PROBLEM STATEMENT ▸
What is needed is an exact copy of all the entries below.

^^^^^^^^

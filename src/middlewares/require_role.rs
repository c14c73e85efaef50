/*!
 * 基于角色的访问控制中间件
 *
 * 此中间件必须在 RequireJWT 中间件之后使用，用于验证用户是否具有特定角色权限。
 *
 * ## 使用方法
 *
 * ```rust,ignore
 * use actix_web::{web, App, HttpServer};
 * use crate::middlewares::require_jwt::RequireJWT;
 * use crate::middlewares::require_role::RequireRole;
 * use crate::models::users::entities::UserRole;
 *
 * HttpServer::new(|| {
 *     App::new()
 *         .service(
 *             web::scope("/api")
 *                 .wrap(RequireJWT)  // 先验证JWT
 *                 .service(
 *                     web::scope("/admin")
 *                         .wrap(RequireRole::new(&UserRole::Admin))  // 再验证角色
 *                         .route("/users", web::get().to(admin_users_handler))
 *                 )
 *         )
 * })
 * ```
 *
 * 或者验证多个角色：
 *
 * ```rust,ignore
 * .wrap(RequireRole::new_any(UserRole::admin_roles()))  // 任一角色即可
 * ```
 */

use actix_service::{Service, Transform};
use actix_web::{
    Error, HttpMessage,
    body::EitherBody,
    dev::{ServiceRequest, ServiceResponse},
    http::StatusCode,
};
use futures_util::future::{LocalBoxFuture, Ready, ready};
use std::rc::Rc;
use tracing::info;

use crate::{
    middlewares::RequireJWT,
    models::{
        ErrorCode,
        users::entities::{User, UserRole},
    },
};

use super::create_error_response;

#[derive(Clone)]
pub struct RequireRole {
    required_roles: Vec<UserRole>,
    require_all: bool, // true表示需要所有角色，false表示任一角色即可
}

impl RequireRole {
    /// 创建需要特定角色的中间件
    pub fn new(role: &UserRole) -> Self {
        Self {
            required_roles: vec![role.clone()],
            require_all: true,
        }
    }

    /// 创建需要任一角色的中间件
    pub fn new_any(roles: &[&UserRole]) -> Self {
        Self {
            required_roles: roles.iter().map(|r| (*r).clone()).collect(),
            require_all: false,
        }
    }
}

impl<S, B> Transform<S, ServiceRequest> for RequireRole
where
    S: Service<ServiceRequest, Response = ServiceResponse<B>, Error = Error> + 'static,
    B: 'static,
{
    type Response = ServiceResponse<EitherBody<B>>;
    type Error = Error;
    type InitError = ();
    type Transform = RequireRoleMiddleware<S>;
    type Future = Ready<Result<Self::Transform, Self::InitError>>;

    fn new_transform(&self, service: S) -> Self::Future {
        ready(Ok(RequireRoleMiddleware {
            service: Rc::new(service),
            required_roles: self.required_roles.clone(),
            require_all: self.require_all,
        }))
    }
}

pub struct RequireRoleMiddleware<S> {
    service: Rc<S>,
    required_roles: Vec<UserRole>,
    require_all: bool,
}

impl<S, B> Service<ServiceRequest> for RequireRoleMiddleware<S>
where
    S: Service<ServiceRequest, Response = ServiceResponse<B>, Error = Error> + 'static,
    B: 'static,
{
    type Response = ServiceResponse<EitherBody<B>>;
    type Error = Error;
    type Future = LocalBoxFuture<'static, Result<Self::Response, Self::Error>>;

    fn poll_ready(
        &self,
        ctx: &mut std::task::Context<'_>,
    ) -> std::task::Poll<Result<(), Self::Error>> {
        self.service.poll_ready(ctx)
    }

    fn call(&self, req: ServiceRequest) -> Self::Future {
        let srv = self.service.clone();
        let required_roles = self.required_roles.clone();
        let require_all = self.require_all;

        Box::pin(async move {
            // 从请求扩展中获取用户Claims
            let user_claims = req.extensions().get::<User>().cloned();

            match user_claims {
                Some(claims) => {
                    let user_sub = claims.id;
                    let user_role = RequireJWT::extract_user_role(req.request());
                    let has_permission = if require_all {
                        // 需要所有角色（通常用于单一角色验证）
                        required_roles
                            .iter()
                            .all(|role| user_role.as_ref() == Some(role))
                    } else {
                        // 需要任一角色
                        required_roles
                            .iter()
                            .any(|role| user_role.as_ref() == Some(role))
                    };

                    if has_permission {
                        let res = srv.call(req).await?.map_into_left_body();
                        Ok(res)
                    } else {
                        info!(
                            "Access denied for user {} (role: {:?}). Required roles: {:?}",
                            user_sub, user_role, required_roles
                        );
                        Ok(req.into_response(
                            create_error_response(
                                StatusCode::FORBIDDEN,
                                ErrorCode::Forbidden,
                                "Access denied.",
                            )
                            .map_into_right_body(),
                        ))
                    }
                }
                None => {
                    info!(
                        "Role check failed: No user claims found in request. Make sure RequireJWT middleware is applied first."
                    );
                    Ok(req.into_response(
                        create_error_response(
                            StatusCode::UNAUTHORIZED,
                            ErrorCode::Unauthorized,
                            "Authentication required",
                        )
                        .map_into_right_body(),
                    ))
                }
            }
        })
    }
}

^^^^^^^^

ANSWER AREA ▸
filename src/middlewares/require_role.rs
repository c14c73e85efaef50
/*!
 * 基于角色的访问控制中间件
 *
 * 此中间件必须在 RequireJWT 中间件之后使用，用于验证用户是否具有特定角色权限。
 *
 * ## 使用方法
 *
 * ```rust,ignore
 * use actix_web::{web, App, HttpServer};
 * use crate::middlewares::require_jwt::RequireJWT;
 * use crate::middlewares::require_role::RequireRole;
 * use crate::models::users::entities::UserRole;
 *
 * HttpServer::new(|| {
 *     App::new()
 *         .service(
 *             web::scope("/api")
 *                 .wrap(RequireJWT)  // 先验证JWT
 *                 .service(
 *                     web::scope("/admin")
 *                         .wrap(RequireRole::new(&UserRole::Admin))  // 再验证角色
 *                         .route("/users", web::get().to(admin_users_handler))
 *                 )
 *         )
 * })
 * ```
 *
 * 或者验证多个角色：
 *
 * ```rust,ignore
 * .wrap(RequireRole::new_any(UserRole::admin_roles()))  // 任一角色即可
 * ```
 */

use actix_service::{Service, Transform};
use actix_web::{
    Error, HttpMessage,
    body::EitherBody,
    dev::{ServiceRequest, ServiceResponse},
    http::StatusCode,
};
use futures_util::future::{LocalBoxFuture, Ready, ready};
use std::rc::Rc;
use tracing::info;

use crate::{
    middlewares::RequireJWT,
    models::{
        ErrorCode,
        users::entities::{User, UserRole},
    },
};

use super::create_error_response;

#[derive(Clone)]
pub struct RequireRole {
    required_roles: Vec<UserRole>,
    require_all: bool, // true表示需要所有角色，false表示任一角色即可
}

impl RequireRole {
    /// 创建需要特定角色的中间件
    pub fn new(role: &UserRole) -> Self {
        Self {
            required_roles: vec![role.clone()],
            require_all: true,
        }
    }

    /// 创建需要任一角色的中间件
    pub fn new_any(roles: &[&UserRole]) -> Self {
        Self {
            required_roles: roles.iter().map(|r| (*r).clone()).collect(),
            require_all: false,
        }
    }
}

impl<S, B> Transform<S, ServiceRequest> for RequireRole
where
    S: Service<ServiceRequest, Response = ServiceResponse<B>, Error = Error> + 'static,
    B: 'static,
{
    type Response = ServiceResponse<EitherBody<B>>;
    type Error = Error;
    type InitError = ();
    type Transform = RequireRoleMiddleware<S>;
    type Future = Ready<Result<Self::Transform, Self::InitError>>;

    fn new_transform(&self, service: S) -> Self::Future {
        ready(Ok(RequireRoleMiddleware {
            service: Rc::new(service),
            required_roles: self.required_roles.clone(),
            require_all: self.require_all,
        }))
    }
}

pub struct RequireRoleMiddleware<S> {
    service: Rc<S>,
    required_roles: Vec<UserRole>,
    require_all: bool,
}

impl<S, B> Service<ServiceRequest> for RequireRoleMiddleware<S>
where
    S: Service<ServiceRequest, Response = ServiceResponse<B>, Error = Error> + 'static,
    B: 'static,
{
    type Response = ServiceResponse<EitherBody<B>>;
    type Error = Error;
    type Future = LocalBoxFuture<'static, Result<Self::Response, Self::Error>>;

    fn poll_ready(
        &self,
        ctx: &mut std::task::Context<'_>,
    ) -> std::task::Poll<Result<(), Self::Error>> {
        self.service.poll_ready(ctx)
    }

    fn call(&self, req: ServiceRequest) -> Self::Future {
        let srv = self.service.clone();
        let required_roles = self.required_roles.clone();
        let require_all = self.require_all;

        Box::pin(async move {
            // 从请求扩展中获取用户Claims
            let user_claims = req.extensions().get::<User>().cloned();

            match user_claims {
                Some(claims) => {
                    let user_sub = claims.id;
                    let user_role = RequireJWT::extract_user_role(req.request());
                    let has_permission = if require_all {
                        // 需要所有角色（通常用于单一角色验证）
                        required_roles
                            .iter()
                            .all(|role| user_role.as_ref() == Some(role))
                    } else {
                        // 需要任一角色
                        required_roles
                            .iter()
                            .any(|role| user_role.as_ref() == Some(role))
                    };

                    if has_permission {
                        let res = srv.call(req).await?.map_into_left_body();
                        Ok(res)
                    } else {
                        info!(
                            "Access denied for user {} (role: {:?}). Required roles: {:?}",
                            user_sub, user_role, required_roles
                        );
                        Ok(req.into_response(
                            create_error_response(
                                StatusCode::FORBIDDEN,
                                ErrorCode::Forbidden,
                                "Access denied.",
                            )
                            .map_into_right_body(),
                        ))
                    }
                }
                None => {
                    info!(
                        "Role check failed: No user claims found in request. Make sure RequireJWT middleware is applied first."
                    );
                    Ok(req.into_response(
                        create_error_response(
                            StatusCode::UNAUTHORIZED,
                            ErrorCode::Unauthorized,
                            "Authentication required",
                        )
                        .map_into_right_body(),
                    ))
                }
            }
        })
    }
}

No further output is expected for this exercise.